**Data section:**
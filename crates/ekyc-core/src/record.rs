//! Persisted records: subjects, identity profiles, and verification records.
//!
//! A subject has at most one current [`IdentityProfile`] (last write wins) and
//! any number of [`VerificationRecord`]s. Records are append-only; the only
//! later change is a human review setting the verification status.

use chrono::{DateTime, Utc};
use serde::{Deserialize, Serialize};
use strum::{AsRefStr, Display, EnumString};
use uuid::Uuid;

use crate::identity::ExtractedIdentity;

// ─── Statuses ────────────────────────────────────────────────────────────────

/// Outcome of the face-comparison stage.
#[derive(
  Debug, Clone, Copy, PartialEq, Eq, Serialize, Deserialize, AsRefStr, Display, EnumString,
)]
#[serde(rename_all = "SCREAMING_SNAKE_CASE")]
#[strum(serialize_all = "SCREAMING_SNAKE_CASE")]
pub enum MatchStatus {
  Pending,
  Matched,
  NotMatched,
  /// The comparison could not produce a score.
  Error,
}

/// The approve/reject decision, automated or human.
#[derive(
  Debug, Clone, Copy, PartialEq, Eq, Serialize, Deserialize, AsRefStr, Display, EnumString,
)]
#[serde(rename_all = "SCREAMING_SNAKE_CASE")]
#[strum(serialize_all = "SCREAMING_SNAKE_CASE")]
pub enum VerificationStatus {
  Approved,
  Rejected,
}

/// Opaque reference returned by the image storage collaborator.
#[derive(Debug, Clone, PartialEq, Eq, Hash, Serialize, Deserialize)]
#[serde(transparent)]
pub struct ImageRef(pub String);

impl ImageRef {
  pub fn as_str(&self) -> &str { &self.0 }
}

impl std::fmt::Display for ImageRef {
  fn fmt(&self, f: &mut std::fmt::Formatter<'_>) -> std::fmt::Result {
    f.write_str(&self.0)
  }
}

// ─── Subject ─────────────────────────────────────────────────────────────────

/// An account that can be verified. Owned by the account collaborator; the
/// pipeline only resolves it.
#[derive(Debug, Clone, PartialEq, Eq, Serialize, Deserialize)]
pub struct Subject {
  pub subject_id: Uuid,
  pub created_at: DateTime<Utc>,
}

// ─── Profile ─────────────────────────────────────────────────────────────────

/// The subject's current best-known attributes. Overwritten by every run.
#[derive(Debug, Clone, PartialEq, Serialize, Deserialize)]
pub struct IdentityProfile {
  pub subject_id:   Uuid,
  pub identity:     ExtractedIdentity,
  pub selfie_image: Option<ImageRef>,
  pub updated_at:   DateTime<Utc>,
}

// ─── VerificationRecord ──────────────────────────────────────────────────────

/// The audit record of one verification run.
#[derive(Debug, Clone, PartialEq, Serialize, Deserialize)]
pub struct VerificationRecord {
  pub id:                  Uuid,
  pub subject_user_id:     Uuid,
  pub created_at:          DateTime<Utc>,
  pub updated_at:          DateTime<Utc>,
  pub match_status:        MatchStatus,
  /// In `[0, 1]`; `1.0` means identical faces.
  pub similarity_score:    Option<f64>,
  pub extracted:           ExtractedIdentity,
  pub document_image_ref:  Option<ImageRef>,
  pub selfie_image_ref:    Option<ImageRef>,
  pub raw_transcription:   Option<String>,
  pub verification_status: Option<VerificationStatus>,
  pub verification_note:   Option<String>,
  pub verified_at:         Option<DateTime<Utc>>,
  /// Set only by a human reviewer; `None` for the automated decision.
  pub verified_by:         Option<String>,
}

/// Input to [`crate::store::RecordStore::review_record`].
#[derive(Debug, Clone, Serialize, Deserialize)]
pub struct Review {
  pub status:   VerificationStatus,
  pub reviewer: String,
  pub note:     Option<String>,
}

**Your objective:**
All of the material above is to be retyped word for word.

**Task output:**
filename crates/ekyc-core/src/record.rs
//! Persisted records: subjects, identity profiles, and verification records.
//!
//! A subject has at most one current [`IdentityProfile`] (last write wins) and
//! any number of [`VerificationRecord`]s. Records are append-only; the only
//! later change is a human review setting the verification status.

use chrono::{DateTime, Utc};
use serde::{Deserialize, Serialize};
use strum::{AsRefStr, Display, EnumString};
use uuid::Uuid;

use crate::identity::ExtractedIdentity;

// ─── Statuses ────────────────────────────────────────────────────────────────

/// Outcome of the face-comparison stage.
#[derive(
  Debug, Clone, Copy, PartialEq, Eq, Serialize, Deserialize, AsRefStr, Display, EnumString,
)]
#[serde(rename_all = "SCREAMING_SNAKE_CASE")]
#[strum(serialize_all = "SCREAMING_SNAKE_CASE")]
pub enum MatchStatus {
  Pending,
  Matched,
  NotMatched,
  /// The comparison could not produce a score.
  Error,
}

/// The approve/reject decision, automated or human.
#[derive(
  Debug, Clone, Copy, PartialEq, Eq, Serialize, Deserialize, AsRefStr, Display, EnumString,
)]
#[serde(rename_all = "SCREAMING_SNAKE_CASE")]
#[strum(serialize_all = "SCREAMING_SNAKE_CASE")]
pub enum VerificationStatus {
  Approved,
  Rejected,
}

/// Opaque reference returned by the image storage collaborator.
#[derive(Debug, Clone, PartialEq, Eq, Hash, Serialize, Deserialize)]
#[serde(transparent)]
pub struct ImageRef(pub String);

impl ImageRef {
  pub fn as_str(&self) -> &str { &self.0 }
}

impl std::fmt::Display for ImageRef {
  fn fmt(&self, f: &mut std::fmt::Formatter<'_>) -> std::fmt::Result {
    f.write_str(&self.0)
  }
}

// ─── Subject ─────────────────────────────────────────────────────────────────

/// An account that can be verified. Owned by the account collaborator; the
/// pipeline only resolves it.
#[derive(Debug, Clone, PartialEq, Eq, Serialize, Deserialize)]
pub struct Subject {
  pub subject_id: Uuid,
  pub created_at: DateTime<Utc>,
}

// ─── Profile ─────────────────────────────────────────────────────────────────

/// The subject's current best-known attributes. Overwritten by every run.
#[derive(Debug, Clone, PartialEq, Serialize, Deserialize)]
pub struct IdentityProfile {
  pub subject_id:   Uuid,
  pub identity:     ExtractedIdentity,
  pub selfie_image: Option<ImageRef>,
  pub updated_at:   DateTime<Utc>,
}

// ─── VerificationRecord ──────────────────────────────────────────────────────

/// The audit record of one verification run.
#[derive(Debug, Clone, PartialEq, Serialize, Deserialize)]
pub struct VerificationRecord {
  pub id:                  Uuid,
  pub subject_user_id:     Uuid,
  pub created_at:          DateTime<Utc>,
  pub updated_at:          DateTime<Utc>,
  pub match_status:        MatchStatus,
  /// In `[0, 1]`; `1.0` means identical faces.
  pub similarity_score:    Option<f64>,
  pub extracted:           ExtractedIdentity,
  pub document_image_ref:  Option<ImageRef>,
  pub selfie_image_ref:    Option<ImageRef>,
  pub raw_transcription:   Option<String>,
  pub verification_status: Option<VerificationStatus>,
  pub verification_note:   Option<String>,
  pub verified_at:         Option<DateTime<Utc>>,
  /// Set only by a human reviewer; `None` for the automated decision.
  pub verified_by:         Option<String>,
}

/// Input to [`crate::store::RecordStore::review_record`].
#[derive(Debug, Clone, Serialize, Deserialize)]
pub struct Review {
  pub status:   VerificationStatus,
  pub reviewer: String,
  pub note:     Option<String>,
}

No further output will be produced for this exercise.